Sementara itu, riset terbaru di Kutub Utara menunjukkan adanya penipisan lapisan es lebih dari setengahnya dalam 15 tahun terakhir. Ilmuwan Inggris telah memantau pertumbuhan retakan besar gunung es baru yang belum diberi nama di Beting Es Brunt selama dekade terakhir. Beting Es Brunt atau Brunt Ice Shelf adalah lokasi Stasiun Riset Halley British Antarctic Survey (BAS).

"Para ahli glasiologi dan tim operasi kami telah mengantisipasi peristiwa ini. Pengukuran beting es dilakukan beberapa kali sehari menggunakan jaringan otomatis instrumen GPS presisi tinggi," terang Profesor Dame Jane Francis, Direktur Survei Antartika Inggris (British Antarctic Survey/BAS) dari laman BNO News.

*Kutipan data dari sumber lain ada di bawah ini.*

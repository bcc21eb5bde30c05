use super::support::{Fixture, RecordingRunner};
use badge_bootstrap::Bootstrapper;

/// Both flags reach every process the bootstrapper starts

#[tokio::test]
async fn test_flags_on_every_invocation() {
    let fixture = Fixture::new();
    let mut bootstrapper =
        Bootstrapper::new(fixture.recipe(), fixture.options(), RecordingRunner::default()).unwrap();
    bootstrapper.provision().await.unwrap();
    bootstrapper.launch().unwrap();

    let calls = bootstrapper.runner().calls();
    assert!(calls.len() > 5);
    for call in &calls {
        assert_eq!(call.env.get("PYTHONDONTWRITEBYTECODE").map(String::as_str), Some("1"), "{call}");
        assert_eq!(call.env.get("PYTHONUNBUFFERED").map(String::as_str), Some("1"), "{call}");
    }
}

#[tokio::test]
async fn test_disabled_flag_is_not_exported() {
    let fixture = Fixture::new();
    let mut recipe = fixture.recipe();
    recipe.environment.dont_write_bytecode = false;
    let bootstrapper = Bootstrapper::new(recipe, fixture.options(), RecordingRunner::default()).unwrap();

    let env = bootstrapper.environment();
    assert!(!env.contains_key("PYTHONDONTWRITEBYTECODE"));
    assert_eq!(env.get("PYTHONUNBUFFERED").map(String::as_str), Some("1"));
}

#[tokio::test]
async fn test_venv_is_activated_for_installs_and_launch() {
    let fixture = Fixture::new();
    let mut recipe = fixture.recipe();
    recipe.runtime.venv = Some(".venv".to_string());
    let mut bootstrapper = Bootstrapper::new(recipe, fixture.options(), RecordingRunner::default()).unwrap();
    bootstrapper.provision().await.unwrap();
    bootstrapper.launch().unwrap();

    let venv = fixture.workdir().join(".venv");
    let venv_python = venv.join("bin").join("python");
    let calls = bootstrapper.runner().calls();
    assert!(calls
        .iter()
        .any(|c| c.args.windows(2).any(|w| w == ["-m", "venv"])));
    let launch = calls.last().unwrap();
    assert_eq!(launch.program, venv_python.to_string_lossy());
    assert_eq!(
        launch.env.get("VIRTUAL_ENV").map(String::as_str),
        Some(&*venv.to_string_lossy())
    );
}
use serde::{Deserialize, Serialize};
use std::fmt;
use std::time::Duration;

/// The bootstrap steps, in the only order they may run
#[derive(Debug, Clone, Copy, PartialEq, Eq, Hash, PartialOrd, Ord, Serialize, Deserialize)]
#[serde(rename_all = "kebab-case")]
pub enum Step {
    SetEnvironment,
    InstallNativePackages,
    EnterWorkdir,
    StageManifest,
    UpgradeInstaller,
    InstallDependencies,
    CopySource,
    Launch,
}

impl Step {
    /// Build-time steps; `Launch` only happens when the environment starts
    pub const PROVISION: [Self; 7] = [
        Self::SetEnvironment,
        Self::InstallNativePackages,
        Self::EnterWorkdir,
        Self::StageManifest,
        Self::UpgradeInstaller,
        Self::InstallDependencies,
        Self::CopySource,
    ];

    /// 1-based position in the sequence
    pub const fn number(self) -> usize {
        self as usize + 1
    }

    /// Whether a matching cache key lets this step be skipped
    pub const fn is_cacheable(self) -> bool {
        matches!(
            self,
            Self::InstallNativePackages
                | Self::UpgradeInstaller
                | Self::InstallDependencies
                | Self::CopySource
        )
    }

    pub const fn description(self) -> &'static str {
        match self {
            Self::SetEnvironment => "set process-wide environment flags",
            Self::InstallNativePackages => "install native system packages",
            Self::EnterWorkdir => "establish working directory",
            Self::StageManifest => "stage dependency manifest",
            Self::UpgradeInstaller => "upgrade package installer",
            Self::InstallDependencies => "install manifest dependencies",
            Self::CopySource => "copy application source",
            Self::Launch => "launch entry point",
        }
    }
}

impl fmt::Display for Step {
    fn fmt(&self, f: &mut fmt::Formatter<'_>) -> fmt::Result {
        let name = match self {
            Self::SetEnvironment => "set-environment",
            Self::InstallNativePackages => "install-native-packages",
            Self::EnterWorkdir => "enter-workdir",
            Self::StageManifest => "stage-manifest",
            Self::UpgradeInstaller => "upgrade-installer",
            Self::InstallDependencies => "install-dependencies",
            Self::CopySource => "copy-source",
            Self::Launch => "launch",
        };
        write!(f, "{name}")
    }
}

/// What happened to a step in a run (or would happen, for a plan)
#[derive(Debug, Clone, Copy, PartialEq, Eq, Serialize, Deserialize)]
#[serde(rename_all = "kebab-case")]
pub enum StepStatus {
    /// Ran to completion
    Executed,
    /// Inputs unchanged since the last build
    Cached,
    /// Disabled by the recipe or a flag
    Skipped,
    /// Not run yet
    Pending,
}

impl fmt::Display for StepStatus {
    fn fmt(&self, f: &mut fmt::Formatter<'_>) -> fmt::Result {
        let label = match self {
            Self::Executed => "done",
            Self::Cached => "cached",
            Self::Skipped => "skipped",
            Self::Pending => "pending",
        };
        write!(f, "{label}")
    }
}

#[derive(Debug, Clone, PartialEq, Eq, Serialize, Deserialize)]
pub struct StepRecord {
    pub step: Step,
    pub status: StepStatus,
    pub cache_key: String,
    /// Short human summary (package count, files copied, ...)
    pub detail: String,
    #[serde(skip)]
    pub elapsed: Duration,
}

/// Outcome of a provisioning run or plan
#[derive(Debug, Clone, Default, PartialEq, Eq, Serialize, Deserialize)]
pub struct BootstrapReport {
    pub steps: Vec<StepRecord>,
}

impl BootstrapReport {
    pub fn push(&mut self, record: StepRecord) {
        self.steps.push(record);
    }

    pub fn status_of(&self, step: Step) -> Option<StepStatus> {
        self.steps.iter().find(|r| r.step == step).map(|r| r.status)
    }

    pub fn executed(&self) -> impl Iterator<Item = Step> + '_ {
        self.steps
            .iter()
            .filter(|r| r.status == StepStatus::Executed)
            .map(|r| r.step)
    }

    pub fn total_elapsed(&self) -> Duration {
        self.steps.iter().map(|r| r.elapsed).sum()
    }
}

Tanda-tanda pertama perubahan jurang yang disebut Chasm-1, yang terbengkalai selama setidaknya 35 tahun, terdeteksi lewat pemantauan satelit pada 2012 lalu. Perubahan itu mulai berkembang pada tahun 2015, dan Chasm-1 terus tumbuh meluas ke seluruh lapisan es pada Desember 2022.

 

* Follow Official WhatsApp Channel Liputan6.com untuk mendapatkan berita-berita terkini dengan mengklik tautan ini.

2 dari 3 halaman

Gung Es Baru

Menurut keterangan BAS, gunung es baru terbentuk di sepanjang garis Chasm-1 dan sedikit lebih besar dari A74 (Gunung Es yan runtuh tahun 2021). Kemungkinan akan mengikuti jalur A74 di Arus Pesisir Antartika dan ahli gletser BAS akan melacak pergerakannya.

Survei Antartika Inggris mengatakan pembentukan gunung es baru, proses alami yang disebut calving, bukan karena perubahan iklim. Namun, fenomena ini mempercepat hilangnya es laut di Kutub Utara dan sebagian Antartika.

 

 

3 dari 3 halaman

Seberapa Tebal Es Antartika Sebenarnya?

Es di tepi benua Antartika memiliki ekosistem yang subur. Anjing laut dan penguin berkembang biak, ikan menjadi dewasa, dan ganggang berkembang biak, semuanya berkat es laut yang tertambat ke pantai, yang disebut es cepat.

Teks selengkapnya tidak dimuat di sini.